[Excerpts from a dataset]
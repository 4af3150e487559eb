use thiserror::Error;

/// Errors surfaced by `SessionManager`. Wraps the three lower layers it
/// composes plus the handful of violations that only make sense at the
/// conversation level (unknown conversation, wrong message kind).
#[derive(Debug, Error)]
pub enum SessionError {
    #[error("crypto error: {0}")]
    Crypto(#[from] rootless_crypto::error::CryptoError),

    #[error("protocol error: {0}")]
    Proto(#[from] rootless_proto::error::ProtoError),

    #[error("store error: {0}")]
    Store(#[from] rootless_store::error::StoreError),

    #[error("serialisation error: {0}")]
    Serialisation(#[from] serde_json::Error),

    #[error("no conversation with id {0}")]
    UnknownConversation(String),

    #[error("message has expired")]
    MessageExpired,
}
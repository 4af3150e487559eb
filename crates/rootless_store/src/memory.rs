//! In-memory reference implementation of `StateStore`, for tests and
//! simple embedders that don't need a database. Grounded on the teacher's
//! `dl_store::db::Store` shape (cheap to clone, `Arc` internally) minus
//! the SQLite/migration machinery spec.md scopes out of the core.

use std::collections::HashMap;
use std::sync::Arc;

use async_trait::async_trait;
use rootless_crypto::did::Did;
use rootless_crypto::identity::ExportedIdentity;
use rootless_crypto::ratchet::RatchetState;
use rootless_crypto::x3dh::PrekeySet;
use tokio::sync::RwLock;

use crate::error::StoreError;
use crate::StateStore;

#[derive(Default)]
struct Inner {
    identity: Option<ExportedIdentity>,
    prekey_sets: HashMap<String, PrekeySet>,
    ratchet_states: HashMap<String, Vec<u8>>,
}

/// A `StateStore` backed by plain in-process maps. Cheap to clone — the
/// backing state lives behind an `Arc`, so every clone shares it.
#[derive(Clone, Default)]
pub struct InMemoryStateStore {
    inner: Arc<RwLock<Inner>>,
}

impl InMemoryStateStore {
    pub fn new() -> Self {
        Self::default()
    }
}

#[async_trait]
impl StateStore for InMemoryStateStore {
    async fn save_identity(&self, exported: &ExportedIdentity) -> Result<(), StoreError> {
        let mut inner = self.inner.write().await;
        inner.identity = Some(exported.clone());
        Ok(())
    }

    async fn load_identity(&self) -> Result<Option<ExportedIdentity>, StoreError> {
        let inner = self.inner.read().await;
        Ok(inner.identity.clone())
    }

    async fn save_prekey_set(&self, did: &Did, prekeys: &PrekeySet) -> Result<(), StoreError> {
        let mut inner = self.inner.write().await;
        inner.prekey_sets.insert(did.as_str().to_string(), prekeys.clone());
        Ok(())
    }

    async fn load_prekey_set(&self, did: &Did) -> Result<Option<PrekeySet>, StoreError> {
        let inner = self.inner.read().await;
        Ok(inner.prekey_sets.get(did.as_str()).cloned())
    }

    async fn save_ratchet_state(&self, conversation_id: &str, state: &RatchetState) -> Result<(), StoreError> {
        let bytes = serde_json::to_vec(state)?;
        let mut inner = self.inner.write().await;
        inner.ratchet_states.insert(conversation_id.to_string(), bytes);
        Ok(())
    }

    async fn load_ratchet_state(&self, conversation_id: &str) -> Result<Option<RatchetState>, StoreError> {
        let inner = self.inner.read().await;
        match inner.ratchet_states.get(conversation_id) {
            Some(bytes) => Ok(Some(serde_json::from_slice(bytes)?)),
            None => Ok(None),
        }
    }

    async fn delete_ratchet_state(&self, conversation_id: &str) -> Result<(), StoreError> {
        let mut inner = self.inner.write().await;
        inner.ratchet_states.remove(conversation_id);
        Ok(())
    }

    async fn list_conversation_ids(&self) -> Result<Vec<String>, StoreError> {
        let inner = self.inner.read().await;
        Ok(inner.ratchet_states.keys().cloned().collect())
    }
}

#### Task to carry out
Beginning at the line with "wrong message kind)." and ending at the line with "pub struct InMemoryStateStore", reproduce each line of the data above exactly, and add no other lines.

#### Answer space
/// conversation level (unknown conversation, wrong message kind).
#[derive(Debug, Error)]
pub enum SessionError {
    #[error("crypto error: {0}")]
    Crypto(#[from] rootless_crypto::error::CryptoError),

    #[error("protocol error: {0}")]
    Proto(#[from] rootless_proto::error::ProtoError),

    #[error("store error: {0}")]
    Store(#[from] rootless_store::error::StoreError),

    #[error("serialisation error: {0}")]
    Serialisation(#[from] serde_json::Error),

    #[error("no conversation with id {0}")]
    UnknownConversation(String),

    #[error("message has expired")]
    MessageExpired,
}
repository 4af3150e487559eb
filename crates/rootless_store/src/memory.rs
//! In-memory reference implementation of `StateStore`, for tests and
//! simple embedders that don't need a database. Grounded on the teacher's
//! `dl_store::db::Store` shape (cheap to clone, `Arc` internally) minus
//! the SQLite/migration machinery spec.md scopes out of the core.

use std::collections::HashMap;
use std::sync::Arc;

use async_trait::async_trait;
use rootless_crypto::did::Did;
use rootless_crypto::identity::ExportedIdentity;
use rootless_crypto::ratchet::RatchetState;
use rootless_crypto::x3dh::PrekeySet;
use tokio::sync::RwLock;

use crate::error::StoreError;
use crate::StateStore;

#[derive(Default)]
struct Inner {
    identity: Option<ExportedIdentity>,
    prekey_sets: HashMap<String, PrekeySet>,
    ratchet_states: HashMap<String, Vec<u8>>,
}

/// A `StateStore` backed by plain in-process maps. Cheap to clone — the
/// backing state lives behind an `Arc`, so every clone shares it.
#[derive(Clone, Default)]
pub struct InMemoryStateStore {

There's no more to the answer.